The federal government runs out of money at the end of the day today and will shut down tomorrow unless the House of Representatives and Senate can strike a deal to keep the money flowing. Republicans, who control the House, are saying they won’t pass such a resolution unless Obamacare is delayed for a year. (They earlier wanted to strip funding from it entirely. Now they are settling for a delay.) Democrats are refusing to back down from their signature health care legislation (a major part of which goes into effect tomorrow).
So now we are on the brink. Tomorrow the government may shut down AND the Obamacare insurance exchange sign-ups begin.
What do you think will happen? Do you predict a last-second compromise? If the shutdown takes place, what impact will that have? What impact would that have on the Republican Party?
Hours before a threatened government shutdown, the Senate has the next move Monday on must-do budget legislation that has fueled a bitter congressional dispute over President Barack Obama’s signature health care law.
But the Senate won’t be riding to the rescue, at least not immediately. When it convenes at midday, the Democratic-led chamber is expected to reject the latest effort from House Republicans to use a normally routine measure to attack “Obamacare.”

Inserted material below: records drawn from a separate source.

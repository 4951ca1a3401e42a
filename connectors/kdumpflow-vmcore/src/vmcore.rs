use std::path::{Path, PathBuf};

use hashbrown::HashMap;
use log::{debug, info};

use kdumpflow_core::error::{Error, ErrorKind, ErrorOrigin, Result};
use kdumpflow_core::kernel::LayoutTable;
use kdumpflow_core::mem::{ImageInfo, ReopenSource, SourceMemory};

use crate::elf::{parse_header, FileLoad, VmcoreHeader};
use crate::file::Backing;
use crate::vtop::vtop;

/// `__START_KERNEL_map`
pub const START_KERNEL_MAP: u64 = 0xffff_ffff_8000_0000;
/// Default `PAGE_OFFSET` of 4-level paging kernels.
pub const DEFAULT_PAGE_OFFSET: u64 = 0xffff_8880_0000_0000;
/// Size of the direct mapping of 4-level paging kernels.
pub const DIRECT_MAP_SIZE: u64 = 1 << 46;
pub const DEFAULT_KERNEL_IMAGE_SIZE: u64 = 0x4000_0000;
pub const DEFAULT_PAGE_SIZE: u64 = 0x1000;

/// How kernel virtual addresses map to physical ones.
#[derive(Copy, Clone, Debug, PartialEq, Eq)]
pub struct Translation {
    pub page_offset: u64,
    pub phys_base: u64,
    pub kernel_image_size: u64,
    /// Physical address of `init_top_pgt`, for addresses outside the linear maps.
    pub pgd: Option<u64>,
}

impl Translation {
    /// Derives the translation from the VMCOREINFO table and the load segments.
    ///
    /// `phys_base` and `PAGE_OFFSET` fall back to what the virtual addresses
    /// of the loads imply.
    pub fn from_table(table: &LayoutTable, loads: &[FileLoad]) -> Result<Self> {
        if table.number("pgtable_l5_enabled").unwrap_or(0) != 0 {
            return Err(Error(ErrorOrigin::Source, ErrorKind::NotSupported).log_error("5-level page tables"));
        }

        let text = loads.iter().find(|l| l.segment.virt_start >= START_KERNEL_MAP);
        let phys_base = match table.number("phys_base") {
            Some(base) => base as u64,
            None => text
                .map(|l| l.segment.phys_start.wrapping_sub(l.segment.virt_start - START_KERNEL_MAP))
                .unwrap_or(0),
        };

        let page_offset = loads
            .iter()
            .map(|l| l.segment)
            .find(|s| s.virt_start != 0 && s.virt_start < START_KERNEL_MAP && s.virt_start >= s.phys_start)
            .map(|s| s.virt_start - s.phys_start)
            .unwrap_or(DEFAULT_PAGE_OFFSET);

        let kernel_image_size = table
            .number("KERNEL_IMAGE_SIZE")
            .map(|n| n as u64)
            .unwrap_or(DEFAULT_KERNEL_IMAGE_SIZE);

        let pgd = table
            .symbol("init_top_pgt")
            .or_else(|| table.symbol("init_level4_pgt"))
            .map(|pgt| pgt - START_KERNEL_MAP + phys_base);

        let translation = Self {
            page_offset,
            phys_base,
            kernel_image_size,
            pgd,
        };
        info!("{:x?}", translation);
        Ok(translation)
    }

    /// Translates the linearly mapped ranges; `None` means a table walk is needed.
    pub fn linear(&self, vaddr: u64) -> Option<u64> {
        if vaddr >= START_KERNEL_MAP && vaddr - START_KERNEL_MAP < self.kernel_image_size {
            Some(vaddr - START_KERNEL_MAP + self.phys_base)
        } else if vaddr >= self.page_offset && vaddr - self.page_offset < DIRECT_MAP_SIZE {
            Some(vaddr - self.page_offset)
        } else {
            None
        }
    }
}

impl Default for Translation {
    fn default() -> Self {
        Self {
            page_offset: DEFAULT_PAGE_OFFSET,
            phys_base: 0,
            kernel_image_size: DEFAULT_KERNEL_IMAGE_SIZE,
            pgd: None,
        }
    }
}

/// A `/proc/vmcore` style ELF image.
pub struct Vmcore {
    path: PathBuf,
    backing: Backing,
    header: VmcoreHeader,
    info: ImageInfo,
    translation: Translation,
    tlb: HashMap<u64, u64>,
}

impl Vmcore {
    /// Opens the image reading it on demand.
    pub fn open<P: AsRef<Path>>(path: P) -> Result<Self> {
        let path = path.as_ref().to_path_buf();
        let backing = Backing::open(&path)?;
        Self::with_backing(path, backing)
    }

    /// Opens the image as a read-only file mapping.
    #[cfg(feature = "filemap")]
    pub fn map<P: AsRef<Path>>(path: P) -> Result<Self> {
        let path = path.as_ref().to_path_buf();
        let backing = Backing::map(&path)?;
        Self::with_backing(path, backing)
    }

    fn with_backing(path: PathBuf, backing: Backing) -> Result<Self> {
        let header = parse_header(&backing)?;
        let page_size = header
            .vmcoreinfo_text()
            .and_then(|text| page_size_of(&text))
            .unwrap_or(DEFAULT_PAGE_SIZE);

        let mut info = ImageInfo::new(page_size, header.loads.iter().map(|l| l.segment).collect())?;
        info.notes = header.notes.clone();
        info.vmcoreinfo = header.vmcoreinfo.clone();
        info.ident = header.ident;
        info.nr_cpus = header.nr_cpus;

        Ok(Self {
            path,
            backing,
            header,
            info,
            translation: Translation::default(),
            tlb: HashMap::new(),
        })
    }

    pub fn path(&self) -> &Path {
        &self.path
    }

    pub fn loads(&self) -> &[FileLoad] {
        &self.header.loads
    }

    pub fn kernel_text(&self) -> Option<FileLoad> {
        self.header.kernel_text
    }

    pub fn vmcoreinfo_text(&self) -> Option<String> {
        self.header.vmcoreinfo_text()
    }

    pub fn translation(&self) -> &Translation {
        &self.translation
    }

    pub fn set_translation(&mut self, translation: Translation) {
        self.info.phys_base = translation.phys_base;
        self.translation = translation;
        self.tlb.clear();
    }

    fn load_index(&self, paddr: u64) -> Option<usize> {
        let loads = &self.header.loads;
        let idx = loads.partition_point(|l| l.segment.phys_start <= paddr);
        idx.checked_sub(1).filter(|&i| loads[i].segment.contains(paddr))
    }

    fn read_u64_phys(&mut self, paddr: u64) -> Result<u64> {
        let mut buf = [0u8; 8];
        self.phys_read_raw_into(paddr, &mut buf)?;
        Ok(u64::from_le_bytes(buf))
    }

    fn translate_page(&mut self, vaddr: u64) -> Result<u64> {
        let page_mask = self.info.page_size - 1;
        let page = vaddr & !page_mask;
        if let Some(paddr) = self.translation.linear(page) {
            return Ok(paddr | (vaddr & page_mask));
        }
        if let Some(&paddr) = self.tlb.get(&page) {
            return Ok(paddr | (vaddr & page_mask));
        }
        let pgd = self.translation.pgd.ok_or_else(|| {
            Error(ErrorOrigin::Source, ErrorKind::UnableToReadMemory)
                .log_trace(format!("no page tables to translate {:x}", vaddr))
        })?;
        let paddr = vtop(pgd, page, |entry| self.read_u64_phys(entry))?;
        self.tlb.insert(page, paddr);
        Ok(paddr | (vaddr & page_mask))
    }
}

/// `PAGESIZE=` from the VMCOREINFO text.
fn page_size_of(text: &str) -> Option<u64> {
    text.lines()
        .find_map(|l| l.trim().strip_prefix("PAGESIZE="))
        .and_then(|v| v.parse().ok())
}

impl SourceMemory for Vmcore {
    fn info(&self) -> &ImageInfo {
        &self.info
    }

    fn phys_read_raw_into(&mut self, paddr: u64, out: &mut [u8]) -> Result<()> {
        let mut done = 0;
        while done < out.len() {
            let cur = paddr + done as u64;
            let load = match self.load_index(cur) {
                Some(i) => self.header.loads[i],
                None => {
                    return Err(Error(ErrorOrigin::Source, ErrorKind::UnableToReadMemory)
                        .log_trace(format!("physical address {:x} is not in any load", cur)))
                }
            };
            let seg = load.segment;
            let len = ((seg.phys_end - cur) as usize).min(out.len() - done);
            let chunk = &mut out[done..done + len];

            let rel = cur - seg.phys_start;
            if rel >= load.file_size {
                chunk.fill(0);
            } else {
                let in_file = ((load.file_size - rel) as usize).min(len);
                self.backing.read_at(seg.file_offset + rel, &mut chunk[..in_file])?;
                chunk[in_file..].fill(0);
            }
            done += len;
        }
        Ok(())
    }

    fn virt_read_raw_into(&mut self, vaddr: u64, out: &mut [u8]) -> Result<()> {
        let page_size = self.info.page_size;
        let mut done = 0;
        while done < out.len() {
            let cur = vaddr.wrapping_add(done as u64);
            let len = ((page_size - (cur & (page_size - 1))) as usize).min(out.len() - done);
            let paddr = self.translate_page(cur)?;
            self.phys_read_raw_into(paddr, &mut out[done..done + len])?;
            done += len;
        }
        Ok(())
    }

    fn virt_to_phys(&mut self, vaddr: u64) -> Result<u64> {
        self.translate_page(vaddr)
    }
}

impl ReopenSource for Vmcore {
    fn reopen(&self) -> Result<Self> {
        debug!("reopening {}", self.path.display());
        Ok(Self {
            path: self.path.clone(),
            backing: self.backing.reopen(&self.path)?,
            header: self.header.clone(),
            info: self.info.clone(),
            translation: self.translation,
            tlb: HashMap::new(),
        })
    }
}
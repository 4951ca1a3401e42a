/*!
Knowledge about the crashed kernel: its structure layouts, page descriptor
arrays, memory zones and the rules used to classify its pages.
*/

pub mod layout;
pub use layout::{LayoutTable, StructView};

pub mod page;
pub use page::{PageDescriptor, PageFlagBits, PageLayout, PGMM_CACHED};

pub mod classify;
pub use classify::{BuddyDetect, Classifier, PageClass, Verdict};

pub mod zone;
pub use zone::{FreeAreaLayout, ZoneInfo};

pub mod freelist;
pub use freelist::{FreeListScanner, FreeListStats};

use std::fmt;

use log::info;

use crate::error::{Error, ErrorKind, ErrorOrigin, Result};
use crate::mem::MemMapTable;

/// Length of each `new_utsname` string field.
pub const UTSNAME_FIELD_LEN: usize = 65;

/// The kernel's `struct new_utsname`.
#[repr(C)]
#[derive(Copy, Clone, PartialEq, Eq)]
pub struct Utsname {
    pub sysname: [u8; UTSNAME_FIELD_LEN],
    pub nodename: [u8; UTSNAME_FIELD_LEN],
    pub release: [u8; UTSNAME_FIELD_LEN],
    pub version: [u8; UTSNAME_FIELD_LEN],
    pub machine: [u8; UTSNAME_FIELD_LEN],
    pub domainname: [u8; UTSNAME_FIELD_LEN],
}

unsafe impl dataview::Pod for Utsname {}

impl Default for Utsname {
    fn default() -> Self {
        Self {
            sysname: [0; UTSNAME_FIELD_LEN],
            nodename: [0; UTSNAME_FIELD_LEN],
            release: [0; UTSNAME_FIELD_LEN],
            version: [0; UTSNAME_FIELD_LEN],
            machine: [0; UTSNAME_FIELD_LEN],
            domainname: [0; UTSNAME_FIELD_LEN],
        }
    }
}

impl Utsname {
    /// A name carrying only `sysname` and `release`.
    pub fn with_release(release: &str) -> Self {
        let mut uts = Self::default();
        copy_field(&mut uts.sysname, "Linux");
        copy_field(&mut uts.release, release);
        uts
    }

    pub fn field_str(field: &[u8; UTSNAME_FIELD_LEN]) -> &str {
        let end = field.iter().position(|&b| b == 0).unwrap_or(field.len());
        std::str::from_utf8(&field[..end]).unwrap_or("")
    }
}

fn copy_field(field: &mut [u8; UTSNAME_FIELD_LEN], value: &str) {
    let len = value.len().min(UTSNAME_FIELD_LEN - 1);
    field[..len].copy_from_slice(&value.as_bytes()[..len]);
}

impl fmt::Debug for Utsname {
    fn fmt(&self, f: &mut fmt::Formatter) -> fmt::Result {
        f.debug_struct("Utsname")
            .field("sysname", &Self::field_str(&self.sysname))
            .field("nodename", &Self::field_str(&self.nodename))
            .field("release", &Self::field_str(&self.release))
            .field("version", &Self::field_str(&self.version))
            .field("machine", &Self::field_str(&self.machine))
            .finish()
    }
}

/// Everything the page filter needs to know about the crashed kernel.
#[derive(Clone, Debug)]
pub struct KernelContext {
    pub table: LayoutTable,
    pub mem_map: MemMapTable,
    pub zones: Vec<ZoneInfo>,
    pub utsname: Utsname,
    page: Option<PageLayout>,
    free_area: Option<FreeAreaLayout>,
    buddy: BuddyDetect,
}

impl KernelContext {
    /// Resolves the page and free area layouts that `table` supports.
    ///
    /// Missing layout entries only become errors once a dump level needs them.
    pub fn new(table: LayoutTable, mem_map: MemMapTable, zones: Vec<ZoneInfo>) -> Self {
        let page = PageLayout::from_table(&table).ok();
        let free_area = FreeAreaLayout::from_table(&table).ok();
        let buddy = page
            .as_ref()
            .map(|p| BuddyDetect::from_table(&table, p))
            .unwrap_or(BuddyDetect::None);
        info!(
            "kernel layout: page descriptors {}, free lists {}, buddy detection {:?}",
            if page.is_some() { "resolved" } else { "unavailable" },
            if free_area.is_some() { "resolved" } else { "unavailable" },
            buddy
        );
        let utsname = Utsname::with_release(table.osrelease().unwrap_or(""));
        Self {
            table,
            mem_map,
            zones,
            utsname,
            page,
            free_area,
            buddy,
        }
    }

    pub fn with_utsname(mut self, utsname: Utsname) -> Self {
        self.utsname = utsname;
        self
    }

    pub fn page_layout(&self) -> Result<&PageLayout> {
        self.page.as_ref().ok_or_else(|| {
            Error(ErrorOrigin::Layout, ErrorKind::MissingLayout)
                .log_error("the kernel does not describe struct page")
        })
    }

    pub fn free_area_layout(&self) -> Result<&FreeAreaLayout> {
        self.free_area.as_ref().ok_or_else(|| {
            Error(ErrorOrigin::Layout, ErrorKind::MissingLayout)
                .log_error("the kernel does not describe its free areas")
        })
    }

    pub fn buddy(&self) -> BuddyDetect {
        self.buddy
    }
}
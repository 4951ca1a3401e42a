/*!
The two dump bitmaps.

The 1st bitmap records which page frames exist in the source image, the 2nd
which of them are written to the output. Both come in a whole-machine form
backed by a scratch file ([`BlockBitmap`]) and a bounded window form held in
memory ([`CyclicBitmap`]).
*/

pub mod store;
pub use store::{bitmap_len, BitmapStore};

pub mod full;
pub use full::BlockBitmap;

pub mod cyclic;
pub use cyclic::CyclicBitmap;

use std::ops::Range;

use crate::error::Result;
use crate::types::Pfn;

/// A bit per page frame over some window of the address space.
pub trait Bitmap {
    /// Page frames that can currently be queried.
    fn window(&self) -> Range<Pfn>;

    fn get(&mut self, pfn: Pfn) -> Result<bool>;

    /// Changes the bit of `pfn` and returns its previous value.
    fn set(&mut self, pfn: Pfn, on: bool) -> Result<bool>;

    /// Persists pending changes.
    fn flush(&mut self) -> Result<()>;

    /// Clears every bit and moves the bitmap to `window`.
    ///
    /// Whole-machine bitmaps only accept their own window.
    fn reset(&mut self, window: Range<Pfn>) -> Result<()>;

    /// Overwrites this bitmap with the current window of `other`.
    fn copy_from(&mut self, other: &mut Self) -> Result<()>
    where
        Self: Sized;

    /// Hands the raw bytes of the current window to `f` in order.
    fn for_each_chunk(&mut self, f: &mut dyn FnMut(&[u8]) -> Result<()>) -> Result<()>;

    fn set_range(&mut self, pfns: Range<Pfn>, on: bool) -> Result<u64> {
        let mut changed = 0;
        for pfn in pfns {
            if self.set(pfn, on)? != on {
                changed += 1;
            }
        }
        Ok(changed)
    }

    fn count_ones(&mut self) -> Result<u64> {
        let mut ones = 0;
        self.for_each_chunk(&mut |bytes| {
            ones += bytes.iter().map(|b| b.count_ones() as u64).sum::<u64>();
            Ok(())
        })?;
        Ok(ones)
    }
}

/// The 1st and 2nd bitmap of one dump.
pub struct DumpBitmaps<B> {
    pub first: B,
    pub second: B,
}

impl<B: Bitmap> DumpBitmaps<B> {
    pub fn new(first: B, second: B) -> Self {
        Self { first, second }
    }

    pub fn window(&self) -> Range<Pfn> {
        self.second.window()
    }

    /// Clears both bitmaps for a new window.
    pub fn reset(&mut self, window: Range<Pfn>) -> Result<()> {
        self.first.reset(window.clone())?;
        self.second.reset(window)
    }

    /// Marks `pfns` as backed by memory in the 1st bitmap.
    ///
    /// Returns how many frames were newly marked.
    pub fn mark_present(&mut self, pfns: Range<Pfn>) -> Result<u64> {
        self.first.set_range(pfns, true)
    }

    /// Makes the 2nd bitmap a copy of the 1st.
    pub fn seed_second(&mut self) -> Result<()> {
        self.second.copy_from(&mut self.first)
    }

    /// Drops `pfn` from the output.
    ///
    /// Returns true if the page was kept before, so each page is counted
    /// under exactly one category.
    pub fn mark_excluded(&mut self, pfn: Pfn) -> Result<bool> {
        self.second.set(pfn, false)
    }

    pub fn is_present(&mut self, pfn: Pfn) -> Result<bool> {
        self.first.get(pfn)
    }

    pub fn is_keep(&mut self, pfn: Pfn) -> Result<bool> {
        self.second.get(pfn)
    }

    pub fn flush(&mut self) -> Result<()> {
        self.first.flush()?;
        self.second.flush()
    }
}

#[cfg(test)]
mod tests {
    use super::*;

    #[test]
    fn exclusion_counts_once() {
        let mut bitmaps = DumpBitmaps::new(CyclicBitmap::new(64), CyclicBitmap::new(64));
        bitmaps.reset(0..64).unwrap();
        assert_eq!(bitmaps.mark_present(4..20).unwrap(), 16);
        assert_eq!(bitmaps.mark_present(10..24).unwrap(), 4);
        bitmaps.seed_second().unwrap();

        assert!(bitmaps.is_keep(5).unwrap());
        assert!(bitmaps.mark_excluded(5).unwrap());
        assert!(!bitmaps.mark_excluded(5).unwrap());
        assert!(!bitmaps.is_keep(5).unwrap());
        assert!(bitmaps.is_present(5).unwrap());
        assert!(!bitmaps.mark_excluded(40).unwrap());

        assert_eq!(bitmaps.first.count_ones().unwrap(), 20);
        assert_eq!(bitmaps.second.count_ones().unwrap(), 19);
    }
}
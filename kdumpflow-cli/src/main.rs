/*!
`kdumpflow` writes the memory of a crashed linux kernel into a dump file,
leaving out the pages an analysis does not need.
*/

use std::fs::File;
use std::io;
use std::process;

use clap::ArgMatches;
use log::{info, Level};

use kdumpflow_core::*;

mod cli;
mod config;

fn init_logger(matches: &ArgMatches) {
    let verbose = matches
        .subcommand()
        .map(|(_, m)| m.get_count("verbose"))
        .unwrap_or(0)
        .max(matches.get_count("verbose"));
    let level = match verbose {
        0 => Level::Error,
        1 => Level::Warn,
        2 => Level::Info,
        3 => Level::Debug,
        _ => Level::Trace,
    };
    // standard output may carry a flattened dump
    if let Err(e) = simplelog::TermLogger::init(
        level.to_level_filter(),
        simplelog::Config::default(),
        simplelog::TerminalMode::Stderr,
        simplelog::ColorChoice::Auto,
    ) {
        eprintln!("unable to initialize logging: {}", e);
    }
}

fn open_dump_file(path: &str) -> Result<KdumpReader<File>> {
    let file = File::open(path).map_err(|e| {
        Error::from_io(ErrorOrigin::Reassemble, ErrorKind::UnableToOpenFile, &e).log_error(format!("{}: {}", path, e))
    })?;
    KdumpReader::new(file)
}

fn create(matches: &ArgMatches) -> Result<()> {
    let flatten = matches.get_flag("flatten");
    let config = config::dump_config(matches)?.with_flatten(flatten);
    let (mut vmcore, kernel) = kdumpflow_vmcore::open(required(matches, "vmcore")?)?;
    let dumper = Dumper::new(&kernel, &config)?;

    if flatten {
        let mut target = StreamTarget::new(io::stdout().lock());
        let report = dumper.create(&mut vmcore, &mut target)?;
        eprintln!("{}", report);
    } else {
        let mut target = FileTarget::new(required(matches, "dumpfile")?);
        let report = dumper.create(&mut vmcore, &mut target)?;
        println!("{}", report);
    }
    Ok(())
}

fn split(matches: &ArgMatches) -> Result<()> {
    let files = matches
        .get_many::<String>("dumpfiles")
        .map(|files| files.map(Into::into).collect::<Vec<_>>())
        .unwrap_or_default();
    let config = config::dump_config(matches)?.with_split(files);
    let (mut vmcore, kernel) = kdumpflow_vmcore::open(required(matches, "vmcore")?)?;

    let mut targets = config.split.iter().map(FileTarget::new).collect::<Vec<_>>();
    let report = Dumper::new(&kernel, &config)?.create_split(&mut vmcore, &mut targets)?;
    println!("{}", report);
    Ok(())
}

fn rearrange_stdin(matches: &ArgMatches) -> Result<()> {
    let input = StallReader::new(io::stdin(), STALL_TIMEOUT)?;
    let mut sink = FileSink::create(required(matches, "dumpfile")?)?;
    let records = rearrange(input, &mut sink)?;
    sink.finish()?;
    info!("{} records rearranged", records);
    Ok(())
}

fn reassemble_files(matches: &ArgMatches) -> Result<()> {
    let files = matches
        .get_many::<String>("splitfiles")
        .into_iter()
        .flatten()
        .map(|path| open_dump_file(path))
        .collect::<Result<Vec<_>>>()?;
    let mut sink = FileSink::create(required(matches, "dumpfile")?)?;
    let pages = reassemble(files, &mut sink)?;
    sink.finish()?;
    info!("{} pages reassembled", pages);
    Ok(())
}

fn mem_usage(matches: &ArgMatches) -> Result<()> {
    let config = config::filter_config(matches)?;
    let (mut vmcore, kernel) = kdumpflow_vmcore::open(required(matches, "vmcore")?)?;
    let report = Dumper::new(&kernel, &config)?.mem_usage(&mut vmcore)?;
    print!("{}", report.mem_usage());
    Ok(())
}

fn required<'a>(matches: &'a ArgMatches, id: &str) -> Result<&'a str> {
    matches
        .get_one::<String>(id)
        .map(String::as_str)
        .ok_or_else(|| Error(ErrorOrigin::Args, ErrorKind::ArgValidation).log_error(format!("missing {}", id)))
}

fn run(matches: &ArgMatches) -> Result<()> {
    match matches.subcommand() {
        Some(("create", m)) => create(m),
        Some(("split", m)) => split(m),
        Some(("rearrange", m)) => rearrange_stdin(m),
        Some(("reassemble", m)) => reassemble_files(m),
        Some(("mem-usage", m)) => mem_usage(m),
        _ => Err(Error(ErrorOrigin::Args, ErrorKind::ArgValidation).log_error("unknown command")),
    }
}

fn main() {
    let matches = cli::command().get_matches();
    init_logger(&matches);

    let code = match run(&matches) {
        Ok(()) => EXIT_SUCCESS,
        Err(e) => {
            eprintln!("kdumpflow: {}", e);
            e.exit_code()
        }
    };
    process::exit(code);
}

If no compromise can be reached by midnight, Americans would soon see the impact of a government shutdown. National parks would close. Many low-to-moderate incomes borrowers and first-time homebuyers seeking government-backed mortgages could face delays.
About 800,000 federal workers would be forced off the job without pay. Some critical services such as patrolling the borders, inspecting meat and controlling air traffic would continue. Social Security benefits would be sent, and the Medicare and Medicaid health care programs for the elderly and poor would continue to pay doctors and hospitals.Senate rejection would send the measure back to the House, where conservative Republicans want to delay by a year key parts of the new health care law and repeal a tax on medical devices as the price for avoiding a shutdown. A House GOP leader, Rep. Kevin McCarthy of California, said the House would rebuff the Senate’s efforts to advance the short-term funding bill as a simple, “clean” measure shorn of anti-heath care reform provisions.
Since the last government shutdown 17 years ago, temporary funding bills known as continuing resolutions have been noncontroversial, with neither party willing to chance a shutdown to achieve legislative goals it couldn’t otherwise win. But with health insurance exchanges set to open Tuesday, tea party Republicans are willing to take the risk in their drive to kill the law, so-called “Obamacare.”
“You’re going to shut down the government if you can’t prevent millions of Americans from getting affordable care,” said Rep. Chris Van Hollen, D-Md.
A leader of the tea party Republicans, Sen. Ted Cruz, R-Texas, insisted the blame rests with Senate Democrats.
“The House has twice now voted to keep the government open. And if we have a shutdown, it will only be because when the Senate comes back, (Senate Majority Leader) Harry Reid says, `I refuse even to talk,'” said Cruz, who led a 21-hour broadside against allowing the temporary funding bill to advance if stripped clean of a tea party-backed provision to derail Obamacare. The effort failed.